Red Mosque and the Jamia Hafsa madrassa are located only a few blocks from the Pakistani Presidential Palace, and at a stone’s throw from the headquarters of Pakistan’s military intelligence service, the ISI.
There were several bomb blasts and suicide attacks throughout Pakistan as a reaction to ‘Operation Silence’, most of them in the Pashtun dominated north western Pakistan. The crackdown also galvanised many Pashtun tribal militants, especially in South Waziristan, Mohmand, Bajaur, and the Swat district to unify their efforts for implementation of Sharia.The outcome was the establishment of Tehrik-i-Taliban Pakistan (TTP) under the leadership of Baitullah Mehsud (an ex-student of the Red Moque) at the end of 2007 as a unified jihadi entity to fight the ‘apostate’ Pakistani State. Most of the deadly retaliatory attacks were initially carried out by the Hafiz Gul Bahadur group, killing over 700 security personnel in a matter of days. In Mohmand Agency, the TTP gained huge momentum after the Lal Masjid operation. The militants created a replica of the Lal Masjid and openly challenged the Pakistani army to raid it— several operations of the security forces were repelled by the militants.

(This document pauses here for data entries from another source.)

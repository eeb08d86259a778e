//! Attaching classifier programs as TC `bpf` filters and cleaning up after
//! them.
//!
//! The `clsact` qdisc on an interface is shared by every filter on it, ours or
//! not. Nothing here counts references: whether the qdisc may go is decided by
//! asking the kernel for the filters that are still there.

use std::fmt;
use std::io;

use serde::{Deserialize, Serialize};
use tracing::{debug, error, warn};

use crate::error::RedirectError;
use crate::loader::ProgramHandle;

/// Kind of the queueing discipline filters are attached to.
pub const QDISC_KIND: &str = "clsact";
/// Kind of the filters this crate attaches.
pub const FILTER_KIND: &str = "bpf";

/// `TC_PRIO_FILLER`: the lowest classification slot.
pub const FILTER_PRIORITY: u16 = 1;
pub const FILTER_HANDLE: u32 = 1;
/// Match every L3 protocol; the program does its own dispatch.
pub const ETH_P_ALL: u16 = 0x0003;

/// Hook point on the interface the filter is attached to.
#[derive(Clone, Copy, Debug, PartialEq, Eq, Hash, Serialize, Deserialize)]
#[serde(rename_all = "lowercase")]
pub enum Direction {
    Ingress,
    Egress,
}

impl Direction {
    pub const ALL: [Direction; 2] = [Direction::Ingress, Direction::Egress];

    pub fn as_str(&self) -> &'static str {
        match self {
            Direction::Ingress => "ingress",
            Direction::Egress => "egress",
        }
    }
}

impl fmt::Display for Direction {
    fn fmt(&self, f: &mut fmt::Formatter<'_>) -> fmt::Result {
        f.write_str(self.as_str())
    }
}

/// A filter as reported by the kernel.
#[derive(Clone, Debug, PartialEq, Eq)]
pub struct TcFilter {
    pub ifindex: u32,
    pub direction: Direction,
    pub handle: u32,
    /// Priority in the upper 16 bits, protocol (network order) in the lower.
    pub info: u32,
    pub kind: String,
    /// `TCA_BPF_NAME`, only present on `bpf` filters.
    pub bpf_name: Option<String>,
}

impl TcFilter {
    /// Whether this is a `bpf` filter running the program called `name`.
    /// Handle 0 entries are chain placeholders, not filters.
    pub fn runs_program(&self, name: &str) -> bool {
        self.handle != 0 && self.kind == FILTER_KIND && self.bpf_name.as_deref() == Some(name)
    }
}

/// The direct-action `bpf` filter to add.
#[derive(Clone, Debug, PartialEq, Eq)]
pub struct BpfFilter {
    pub ifindex: u32,
    pub direction: Direction,
    pub fd: i32,
    pub name: String,
    pub priority: u16,
    pub handle: u32,
    pub protocol: u16,
}

impl BpfFilter {
    pub fn new(ifindex: u32, direction: Direction, program: &ProgramHandle) -> Self {
        Self {
            ifindex,
            direction,
            fd: program.fd,
            name: program.name.clone(),
            priority: FILTER_PRIORITY,
            handle: FILTER_HANDLE,
            protocol: ETH_P_ALL,
        }
    }

    /// `tcm_info`: priority in the upper half, protocol in network order in the
    /// lower half.
    pub fn info(&self) -> u32 {
        (u32::from(self.priority) << 16) | u32::from(self.protocol.to_be())
    }
}

/// One open control session. Dropping it releases the underlying socket.
///
/// Errors carry the kernel errno: `AlreadyExists` for `EEXIST`, `NotFound`
/// for `ENOENT`.
pub trait TcSession {
    fn add_clsact_qdisc(&mut self, ifindex: u32) -> io::Result<()>;
    fn del_clsact_qdisc(&mut self, ifindex: u32) -> io::Result<()>;
    fn add_bpf_filter(&mut self, filter: &BpfFilter) -> io::Result<()>;
    fn filters(&mut self, ifindex: u32, direction: Direction) -> io::Result<Vec<TcFilter>>;
    fn del_filter(&mut self, filter: &TcFilter) -> io::Result<()>;
}

pub trait TcBackend {
    type Session: TcSession;

    /// Opens a fresh session in the calling thread's network namespace.
    fn session(&self) -> io::Result<Self::Session>;
}

fn open<B: TcBackend + ?Sized>(
    backend: &B,
    ifindex: u32,
    direction: Option<Direction>,
) -> Result<B::Session, RedirectError> {
    backend
        .session()
        .map_err(|e| RedirectError::netlink("open session", ifindex, direction, e))
}

/// Ensures a `clsact` qdisc on `ifindex` and attaches `program` in
/// `direction`. Attaching the same program twice is a no-op.
pub fn attach<B: TcBackend + ?Sized>(
    backend: &B,
    ifindex: u32,
    direction: Direction,
    program: &ProgramHandle,
) -> Result<(), RedirectError> {
    let mut session = open(backend, ifindex, Some(direction))?;

    match session.add_clsact_qdisc(ifindex) {
        Ok(()) => debug!(ifindex, "created {QDISC_KIND} qdisc"),
        Err(e) if e.kind() == io::ErrorKind::AlreadyExists => {}
        Err(e) => {
            warn!(ifindex, error = %e, "could not create {QDISC_KIND} qdisc");
            return Err(RedirectError::netlink("add qdisc", ifindex, None, e));
        }
    }

    let filter = BpfFilter::new(ifindex, direction, program);
    match session.add_bpf_filter(&filter) {
        Ok(()) => {}
        Err(e) if e.kind() == io::ErrorKind::AlreadyExists => {
            debug!(ifindex, %direction, program = %program.name, "filter already attached");
        }
        Err(e) => {
            warn!(ifindex, %direction, program = %program.name, error = %e, "could not attach filter");
            return Err(RedirectError::netlink("add filter", ifindex, Some(direction), e));
        }
    }

    debug!(ifindex, %direction, program = %program.name, "filter attached");
    Ok(())
}

/// Removes every filter running `program_name` on `ifindex`/`direction`.
/// Absent filters are not an error, and a filter that fails to delete is
/// logged and skipped.
pub fn detach<B: TcBackend + ?Sized>(
    backend: &B,
    ifindex: u32,
    direction: Direction,
    program_name: &str,
) -> Result<(), RedirectError> {
    let mut session = open(backend, ifindex, Some(direction))?;
    let filters = session
        .filters(ifindex, direction)
        .map_err(|e| RedirectError::netlink("list filters", ifindex, Some(direction), e))?;

    let matched: Vec<&TcFilter> = filters.iter().filter(|f| f.runs_program(program_name)).collect();
    if matched.is_empty() {
        debug!(ifindex, %direction, program = program_name, "no filter matched");
        return Ok(());
    }

    for filter in matched {
        match session.del_filter(filter) {
            Ok(()) => debug!(ifindex, %direction, program = program_name, handle = filter.handle, "filter detached"),
            Err(e) => error!(ifindex, %direction, program = program_name, error = %e, "failed to delete filter"),
        }
    }
    Ok(())
}

/// Deletes the `clsact` qdisc on `ifindex` unless a filter is still attached
/// in either direction.
pub fn del_qdisc_if_needed<B: TcBackend + ?Sized>(
    backend: &B,
    ifindex: u32,
) -> Result<(), RedirectError> {
    let mut session = open(backend, ifindex, None)?;

    for direction in Direction::ALL {
        let remaining = session
            .filters(ifindex, direction)
            .map_err(|e| RedirectError::netlink("list filters", ifindex, Some(direction), e))?;
        if !remaining.is_empty() {
            debug!(ifindex, %direction, "other filters remain, keeping {QDISC_KIND} qdisc");
            return Ok(());
        }
    }

    match session.del_clsact_qdisc(ifindex) {
        Ok(()) => {
            debug!(ifindex, "removed {QDISC_KIND} qdisc");
            Ok(())
        }
        Err(e) if e.kind() == io::ErrorKind::NotFound => {
            debug!(ifindex, "no {QDISC_KIND} qdisc configured");
            Ok(())
        }
        Err(e) => Err(RedirectError::netlink("delete qdisc", ifindex, None, e)),
    }
}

In no time, the TTP emerged as one of Pakistan’s deadliest militant organisations. It maintained close ties with al-Qaeda, the Afghan Taliban, and a host of other militant groups including the India focussed Punjabi militants, and even Daesh (ISIS). The TTP’s most deadly attacks include a 2011 assault on the Pakistani navy’s largest airbase; 2014 attack on Karachi airport; claims on assasination of ex-Prime minister Benazir Bhutto, and in 2014, a massacre at the Army Public School in Peshawar that killed 150 people, mostly students.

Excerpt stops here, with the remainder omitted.